What is your excuse?
Born the twentieth of twenty-two children, in a small, rural Tennessee town in 1940, she contracted polio as a four year old and was told she may never walk again. She lost the use of her left leg and was in such a weakened state she was shackled with leg braces. Living in a house with no money for special medical treatments, her TEAM of siblings took over. Thus, her legs were massaged a number of times each day, helping her to regain strength. Her confidence may have flagged at times in her childhood when it seemed she might spend a lifetime in leg braces or even a wheelchair. Through the efforts of her devoted family—and her own steely determination to strengthen herself—she rose from disability to Olympic glory in a few short years.
After five years of leg massage treatment, she one day stunned her doctors when she removed her leg braces and walked by herself. Soon she was challenging her brothers to races in the back yard.
Her love of basketball led her to try out for the ninth grade team where her coach cut her and told her not to bother with the sport. As a tenth grader she was added to the roster simply because the basketball coach wanted her older sister on the team and her father told the coach that the older sister could play if he allowed the younger girl to be a part of the team. The girl with the leg braces that was cut as a ninth grader went on to score 803 points that year which is still a Tennessee record for sophomores.
As a fourteen year old she started running track after the track coach saw her on the basketball court and encouraged her to run.
You see, WILMA RUDOLPH, the girl with the leg braces had never heard of the Olympics as a fourteen year old and two short years later she was toeing the line of the 100 meter dash in Australia where she won a bronze medal.
Four short years later the poor girl from Tennessee that stunned her doctors by removing those leg shackles shocked the world in Rome, Italy.

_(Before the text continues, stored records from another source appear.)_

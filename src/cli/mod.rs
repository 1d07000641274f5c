//! CLI command implementations

use std::path::PathBuf;

use anyhow::Result;
use chrono::Utc;

use advoca::config::Config;
use advoca::game::{self, ProgressEvent, ProgressRecord};
use advoca::remote::{self, RemoteClient};
use advoca::store::{StateKey, StateStore};

pub mod auth;
pub mod demo;
pub mod feed;
pub mod practice;
pub mod reminder;
pub mod symptom;

/// Shared command context: loaded config plus the state store it points at.
pub struct AppContext {
    pub config: Config,
    pub store: StateStore,
}

impl AppContext {
    /// Load config and resolve the state directory. A `--data-dir` flag wins
    /// over the config file, which wins over ~/.advoca.
    pub fn init(data_dir_flag: Option<PathBuf>) -> Result<Self> {
        let config = Config::load()?;
        let dir = data_dir_flag.unwrap_or_else(|| config.data_dir());
        Ok(Self {
            config,
            store: StateStore::new(dir),
        })
    }

    /// Remote client when the config names a backend, with any stored
    /// session attached.
    pub fn remote(&self) -> Option<RemoteClient> {
        let session = remote::load_session(self.store.dir());
        RemoteClient::from_config(&self.config.remote, session)
    }

    pub fn load_progress(&self) -> ProgressRecord {
        self.store
            .load_or(StateKey::Progress, ProgressRecord::default())
            .normalize()
    }

    pub fn save_progress(&self, record: &ProgressRecord) -> Result<()> {
        self.store.save(StateKey::Progress, record)
    }

    pub fn now_ms(&self) -> i64 {
        Utc::now().timestamp_millis()
    }
}

/// Render level-up and badge events as transient terminal banners.
pub fn print_events(events: &[ProgressEvent]) {
    for event in events {
        match event {
            ProgressEvent::LevelUp { .. } | ProgressEvent::BadgeUnlocked { .. } => {
                println!("🎉 {} {}", event.title(), event.detail());
            }
            // Streak news rides along with the choice feedback instead
            ProgressEvent::StreakExtended { .. } => {}
        }
    }
}

/// Page-load style due check: print the banner and persist the advanced
/// schedule when a reminder fired. Returns the (possibly updated) record.
pub fn check_due_reminder(ctx: &AppContext, record: ProgressRecord) -> Result<(bool, ProgressRecord)> {
    let (due, updated) = game::check_due(&record, ctx.now_ms());
    if due {
        println!("⏰ Training reminder - ready to practice? (`advoca reminder snooze` to delay a day)");
        ctx.save_progress(&updated)?;
    }
    Ok((due, updated))
}

/// Delete every local state file after confirmation.
pub fn reset_all_command(ctx: &AppContext, yes: bool) -> Result<()> {
    if !yes {
        println!("This clears all local data (progress, posts, topics, symptoms).");
        println!("Re-run with --yes to confirm.");
        return Ok(());
    }
    ctx.store.reset_all()?;
    println!("All local data cleared.");
    Ok(())
}
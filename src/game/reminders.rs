//! Reminder scheduling
//!
//! Pure transitions on the record's reminder settings. Rescheduling is always
//! anchored to the time of the call, so late checks never accumulate a
//! backlog of past-due reminders.

use super::progress::{ProgressRecord, ReminderFrequency};
use super::streak::DAY_MS;

/// Reminder period for a frequency, in milliseconds.
pub fn period_ms(freq: ReminderFrequency) -> Option<i64> {
    match freq {
        ReminderFrequency::None => None,
        ReminderFrequency::Daily => Some(DAY_MS),
        ReminderFrequency::Weekly => Some(7 * DAY_MS),
    }
}

/// Set the reminder frequency and schedule the next reminder from `now_ms`.
///
/// Idempotent: the same frequency at the same time yields the same schedule.
pub fn set_frequency(
    record: &ProgressRecord,
    freq: ReminderFrequency,
    now_ms: i64,
) -> ProgressRecord {
    let mut next = record.clone();
    next.reminders.freq = freq;
    next.reminders.next_at = match period_ms(freq) {
        Some(period) => now_ms + period,
        None => 0,
    };
    next
}

/// Check whether a reminder is due and, if so, schedule the next one.
///
/// Returns `(due, record')`. A second check at the same `now_ms` reports not
/// due, because the first check already moved `next_at` one period ahead.
pub fn check_due(record: &ProgressRecord, now_ms: i64) -> (bool, ProgressRecord) {
    let r = record.reminders;
    let Some(period) = period_ms(r.freq) else {
        return (false, record.clone());
    };
    if r.next_at == 0 || now_ms < r.next_at {
        return (false, record.clone());
    }
    let mut next = record.clone();
    next.reminders.next_at = now_ms + period;
    (true, next)
}

/// Push the next reminder out to one day from now.
pub fn snooze(record: &ProgressRecord, now_ms: i64) -> ProgressRecord {
    let mut next = record.clone();
    next.reminders.next_at = now_ms + DAY_MS;
    next
}

/// Ensure an active reminder has a future schedule, e.g. after a completed
/// scenario. No-op when reminders are off or the schedule is already ahead.
pub fn reschedule_if_needed(record: &ProgressRecord, now_ms: i64) -> ProgressRecord {
    let r = record.reminders;
    let Some(period) = period_ms(r.freq) else {
        return record.clone();
    };
    if r.next_at != 0 && r.next_at >= now_ms {
        return record.clone();
    }
    let mut next = record.clone();
    next.reminders.next_at = now_ms + period;
    next
}

#[cfg(test)]
mod tests {
    use super::*;

    #[test]
    fn test_set_frequency() {
        let record = ProgressRecord::default();
        let now = 1_000_000;

        let daily = set_frequency(&record, ReminderFrequency::Daily, now);
        assert_eq!(daily.reminders.next_at, now + DAY_MS);

        let weekly = set_frequency(&record, ReminderFrequency::Weekly, now);
        assert_eq!(weekly.reminders.next_at, now + 7 * DAY_MS);

        let off = set_frequency(&daily, ReminderFrequency::None, now);
        assert_eq!(off.reminders.next_at, 0);

        // Idempotent for equal inputs
        let again = set_frequency(&record, ReminderFrequency::Daily, now);
        assert_eq!(again.reminders, daily.reminders);
    }

    #[test]
    fn test_check_due_fires_once() {
        let record = set_frequency(&ProgressRecord::default(), ReminderFrequency::Daily, 0);
        let now = record.reminders.next_at + 5_000;

        let (due, record) = check_due(&record, now);
        assert!(due);
        assert_eq!(record.reminders.next_at, now + DAY_MS);

        let (due_again, _) = check_due(&record, now);
        assert!(!due_again);
    }

    #[test]
    fn test_check_due_ignores_unscheduled() {
        let record = ProgressRecord::default();
        let (due, _) = check_due(&record, i64::MAX);
        assert!(!due);
    }

    #[test]
    fn test_late_check_reschedules_from_now_not_from_missed_slot() {
        let record = set_frequency(&ProgressRecord::default(), ReminderFrequency::Daily, 0);
        // Three days late
        let now = record.reminders.next_at + 3 * DAY_MS;
        let (due, record) = check_due(&record, now);
        assert!(due);
        assert_eq!(record.reminders.next_at, now + DAY_MS);
    }

    #[test]
    fn test_snooze() {
        let record = set_frequency(&ProgressRecord::default(), ReminderFrequency::Weekly, 0);
        let snoozed = snooze(&record, 10_000);
        assert_eq!(snoozed.reminders.next_at, 10_000 + DAY_MS);
        assert_eq!(snoozed.reminders.freq, ReminderFrequency::Weekly);
    }

    #[test]
    fn test_reschedule_if_needed() {
        let now = 50 * DAY_MS;
        // Off: untouched
        let off = reschedule_if_needed(&ProgressRecord::default(), now);
        assert_eq!(off.reminders.next_at, 0);

        // Stale schedule moves ahead
        let mut stale = set_frequency(&ProgressRecord::default(), ReminderFrequency::Daily, 0);
        stale.reminders.next_at = now - DAY_MS;
        let fresh = reschedule_if_needed(&stale, now);
        assert_eq!(fresh.reminders.next_at, now + DAY_MS);

        // Future schedule untouched
        let ahead = reschedule_if_needed(&fresh, now);
        assert_eq!(ahead.reminders.next_at, fresh.reminders.next_at);
    }
}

At the 1960 Olympics, Rudolph won all three of her gold medals in very dramatic fashion. In both the 100-meter dash and the 200-meter dash, she finished at least three yards in front of her closest competitor. She tied the world record in the 100-meter and set a new Olympic record in the 200. Rudolph also brought her 400-meter relay team from behind to win the gold. The French called her "La Gazelle." Without question, Rudolph's achievements at the 1960 Olympic Games remain a stand-out performance in the history of Olympic competition.
Are you hurting today? There is nothing you can’t overcome without a singleness of mind and purpose. And I ask again, “What is your excuse?”